Ce qui aurait dû être dit
Nos plages de sable fin qui
attirent les hordes de touristes et les autochtones que nous sommes pendant la
belle saison ont vu déferler en février
39 un peuple chassé de chez lui par un gouvernement fasciste, fuyant la
barbarie et cherchant refuge. Ils ont trouvé le sable, les barbelés, l’armée
française, mais aussi quelques bonnes volontés solidaires. Ils étaient républicains, avaient défendu cette république
jusqu’au bout.
Le passé présent
Ce passé taraude encore l’histoire
de l’Espagne qui n’en a pas fini avec les douleurs et les horreurs qui y ont
proliféré pendant la guerre civile. Les forces politiques qui ont permis une
transition démocratique à la mort du dictateur ont choisi le voile
« pudique » pour permettre ce processus. Les gouvernements successifs
de l’Espagne s’étaient tus sur cet exil, s’étaient tus sur le rôle des
républicains espagnols, sur ce dont il fut porteur. Quels qu’en soient les sous-entendus, les
circonstances, il y a des moments où la portée historique de certaines paroles
incite à ne voir que l’essentiel : l’hommage à la mémoire démocratique de
l’Espagne, à ceux qui en furent des emblèmes, Machado et Azana. Ce qui ne veut
pas dire que l’on oublie, ne serait-ce qu’un instant, la lutte pour défendre
les prisonniers politiques actuels injustement accusés, ni les arrière-pensées
politiciennes. La lutte politique est souvent complexe.
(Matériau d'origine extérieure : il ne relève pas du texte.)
//! Validation helpers for GJR-GARCH parameters, θ vectors and simulation
//! settings.
//!
//! Every check returns a typed error (`ParamError` for coefficients and θ,
//! `GarchError` for simulation settings) and never panics, so callers can
//! assume the documented ranges once a check has passed.
use crate::{
    optimization::numerical_stability::transformations::STATIONARITY_MARGIN,
    volatility::{
        core::options::SimOpts,
        errors::{GarchError, GarchResult, ParamError, ParamResult},
    },
};
use ndarray::ArrayView1;

/// Number of free parameters: (μ, φ, ω, α, γ, β, ν).
pub const N_PARAMS: usize = 7;

/// Lower bound of the Student-t degrees of freedom.
pub const NU_MIN: f64 = 2.05;

/// Upper bound of the Student-t degrees of freedom.
pub const NU_MAX: f64 = 500.0;

/// Check θ length and finiteness.
///
/// # Errors
/// - `ParamError::ThetaLengthMismatch` when `theta.len() != N_PARAMS`.
/// - `ParamError::InvalidThetaInput` for the first non-finite entry.
pub fn validate_theta(theta: ArrayView1<f64>) -> ParamResult<()> {
    if theta.len() != N_PARAMS {
        return Err(ParamError::ThetaLengthMismatch { expected: N_PARAMS, actual: theta.len() });
    }
    if let Some((index, &value)) = theta.iter().enumerate().find(|(_, v)| !v.is_finite()) {
        return Err(ParamError::InvalidThetaInput { index, value });
    }
    Ok(())
}

/// μ only has to be finite.
pub fn validate_mu(mu: f64) -> ParamResult<()> {
    if !mu.is_finite() {
        return Err(ParamError::InvalidMu { value: mu });
    }
    Ok(())
}

/// `|φ| < 1` keeps the AR(1) mean stationary.
pub fn validate_ar(phi: f64) -> ParamResult<()> {
    if !phi.is_finite() || phi.abs() >= 1.0 {
        return Err(ParamError::InvalidAr { value: phi });
    }
    Ok(())
}

/// `ω > 0` keeps every σ²_t strictly positive.
pub fn validate_omega(omega: f64) -> ParamResult<()> {
    if !omega.is_finite() || omega <= 0.0 {
        return Err(ParamError::InvalidOmega { value: omega });
    }
    Ok(())
}

/// `α ≥ 0`.
pub fn validate_alpha(alpha: f64) -> ParamResult<()> {
    if !alpha.is_finite() || alpha < 0.0 {
        return Err(ParamError::InvalidAlpha { value: alpha });
    }
    Ok(())
}

/// γ may be negative as long as the news impact on negative shocks,
/// `α + γ`, stays non-negative.
pub fn validate_leverage(alpha: f64, gamma: f64) -> ParamResult<()> {
    if !gamma.is_finite() || alpha + gamma < 0.0 {
        return Err(ParamError::InvalidLeverage { alpha, gamma });
    }
    Ok(())
}

/// `β ≥ 0`.
pub fn validate_beta(beta: f64) -> ParamResult<()> {
    if !beta.is_finite() || beta < 0.0 {
        return Err(ParamError::InvalidBeta { value: beta });
    }
    Ok(())
}

/// ν ∈ (NU_MIN, NU_MAX]; below the lower bound the standardized density
/// loses its variance.
pub fn validate_nu(nu: f64) -> ParamResult<()> {
    if !nu.is_finite() || nu <= NU_MIN || nu > NU_MAX {
        return Err(ParamError::InvalidDegreesOfFreedom { value: nu });
    }
    Ok(())
}

/// `α + γ/2 + β < 1 − STATIONARITY_MARGIN`.
///
/// # Errors
/// `ParamError::StationarityViolated` carrying the offending persistence.
pub fn validate_stationarity(persistence: f64) -> ParamResult<()> {
    if !persistence.is_finite() || persistence >= 1.0 - STATIONARITY_MARGIN {
        return Err(ParamError::StationarityViolated { persistence });
    }
    Ok(())
}

/// Horizon and path count must both be positive.
///
/// # Errors
/// - `GarchError::InvalidSimParameter` naming the offending field.
pub fn validate_sim_opts(opts: &SimOpts) -> GarchResult<()> {
    if opts.horizon == 0 {
        return Err(GarchError::InvalidSimParameter {
            name: "horizon",
            value: 0.0,
            reason: "horizon must be at least 1",
        });
    }
    if opts.n_paths == 0 {
        return Err(GarchError::InvalidSimParameter {
            name: "n_paths",
            value: 0.0,
            reason: "number of paths must be at least 1",
        });
    }
    Ok(())
}

#[cfg(test)]
mod tests {
    use super::*;
    use ndarray::array;

    // -------------------------------------------------------------------------
    // Scope
    // -----
    // These tests cover:
    // - θ length/finiteness checks.
    // - Boundary behavior of the coefficient checks.
    // - Simulation setting checks.
    //
    // They intentionally DO NOT cover:
    // - θ → parameter mappings (see `params`).
    // -------------------------------------------------------------------------

    #[test]
    // Purpose
    // -------
    // θ must have seven finite entries.
    //
    // Given
    // -----
    // - A length-3 vector and a length-7 vector with NaN at index 4.
    //
    // Expect
    // ------
    // - `ThetaLengthMismatch` and `InvalidThetaInput { index: 4 }`.
    fn validate_theta_checks_length_and_finiteness() {
        let short = array![0.0, 0.0, 0.0];
        let nan = array![0.0, 0.0, 0.0, 0.0, f64::NAN, 0.0, 0.0];

        assert_eq!(
            validate_theta(short.view()),
            Err(ParamError::ThetaLengthMismatch { expected: 7, actual: 3 })
        );
        assert!(matches!(
            validate_theta(nan.view()),
            Err(ParamError::InvalidThetaInput { index: 4, .. })
        ));
        assert!(validate_theta(array![0.0, 0.1, 0.2, 0.3, 0.4, 0.5, 0.6].view()).is_ok());
    }

    #[test]
    // Purpose
    // -------
    // Coefficient checks accept interior values and reject boundaries.
    //
    // Given
    // -----
    // - φ = ±1, ω = 0, α = −0.01, α + γ < 0, ν = 2.0, persistence = 1.
    //
    // Expect
    // ------
    // - Each boundary value is rejected, interior values pass.
    fn coefficient_checks_reject_boundaries() {
        assert!(validate_ar(0.5).is_ok());
        assert!(validate_ar(1.0).is_err());
        assert!(validate_ar(-1.0).is_err());
        assert!(validate_omega(0.0).is_err());
        assert!(validate_alpha(-0.01).is_err());
        assert!(validate_leverage(0.05, -0.04).is_ok());
        assert!(validate_leverage(0.05, -0.06).is_err());
        assert!(validate_beta(0.9).is_ok());
        assert!(validate_nu(2.0).is_err());
        assert!(validate_nu(8.0).is_ok());
        assert!(validate_stationarity(0.98).is_ok());
        assert!(validate_stationarity(1.0).is_err());
    }

    #[test]
    // Purpose
    // -------
    // Zero horizon or zero paths are invalid simulation settings.
    //
    // Given
    // -----
    // - Defaults with `horizon = 0`, then with `n_paths = 0`.
    //
    // Expect
    // ------
    // - `InvalidSimParameter` naming the field.
    fn validate_sim_opts_rejects_zero_sizes() {
        let zero_h = SimOpts { horizon: 0, ..SimOpts::default() };
        let zero_n = SimOpts { n_paths: 0, ..SimOpts::default() };

        assert!(matches!(
            validate_sim_opts(&zero_h),
            Err(GarchError::InvalidSimParameter { name: "horizon", .. })
        ));
        assert!(matches!(
            validate_sim_opts(&zero_n),
            Err(GarchError::InvalidSimParameter { name: "n_paths", .. })
        ));
        assert!(validate_sim_opts(&SimOpts::default()).is_ok());
    }
}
Dans ce numéro du TC,
nous en montrons la difficulté, les interrogations et les aléas.
Une faute
En ce qui me concerne je voudrais
mettre l’accent sur ce que je considère comme une faute du gouvernement
français à cette occasion où il ne semble pas qu’il y ait eu un grand débat
pour savoir s’il fallait « y aller ou ne pas y aller » et accompagner
Pedro Sanchez à Montauban, Collioure et Argelès dans ce qui était démarche
mémorielle et politique forte où notre gouvernement aurait pu avoir des choses
à dire.
Le pouvoir exécutif français est
resté à la maison et cela a du sens… peu glorieux.
Macron, en choisissant de laisser
la casquette du Préfet des P.O. comme seul emblème de l’état français, à ces
cérémonies, est resté fidèle à ce qui a été l’erreur tragique du gouvernement
français au moment de la guerre civile : la non-intervention et le cortège
lugubre et sinistre d’horreurs qui en ont découlé, pas seulement pour les
Espagnols, mais pour tous les Européens, pour tous les démocrates.
Imaginons une parole forte
Je ne peux pas m’empêcher
d’imaginer ce qu’auraient pu être, en ce mois de février 2019, les paroles
fortes d’une république digne sur cette plage d’Argelès.
« Nous ne pouvons pas laisser
les représentants du gouvernement espagnol seuls à cette occasion d’hommage et
de pardon à ceux qui n’ont eu de cesse de croire à la république, à ses
valeurs, et aux combats légitimes qu’elle imposait. D’autant plus que nous
fûmes aussi responsables d’un « accueil » indigne des civils que nous
avons traités de façon inhumaine, que nous avons parqués, sans abri, derrière
des barbelés, à l’écart bien sûr des bons français qu’il ne fallait pas laisser
contaminer par un attachement trop fort aux valeurs de la république. La peur
des rouges fut fratricide. Puissions-nous nous en souvenir ! Quant aux
combattants républicains qui ont franchi la frontière, au lieu de les désarmer,
de les humilier, c’est une haie d’honneur qu’il aurait fallu leur faire.
Nous aussi nous avons à demander
pardon. Les années qui ont suivi ce premier exode massif du siècle, vont nous
confronter à l’immensité de nos erreurs. La non-intervention porte les germes
des victoires nazies, de l’Europe déchirée et de ses morts. Et, ironie de
l’histoire, ce sont quelques-uns de ceux que nous avons désarmés en 39 qui ont
contribué à notre libération en 45.
Dans les temps agités qui sont les
nôtres, gardons la mémoire des erreurs à ne plus commettre. »
Voilà ce que le gouvernement
français tout au vide sidéral de son
grand débat était dans l’incapacité de dire.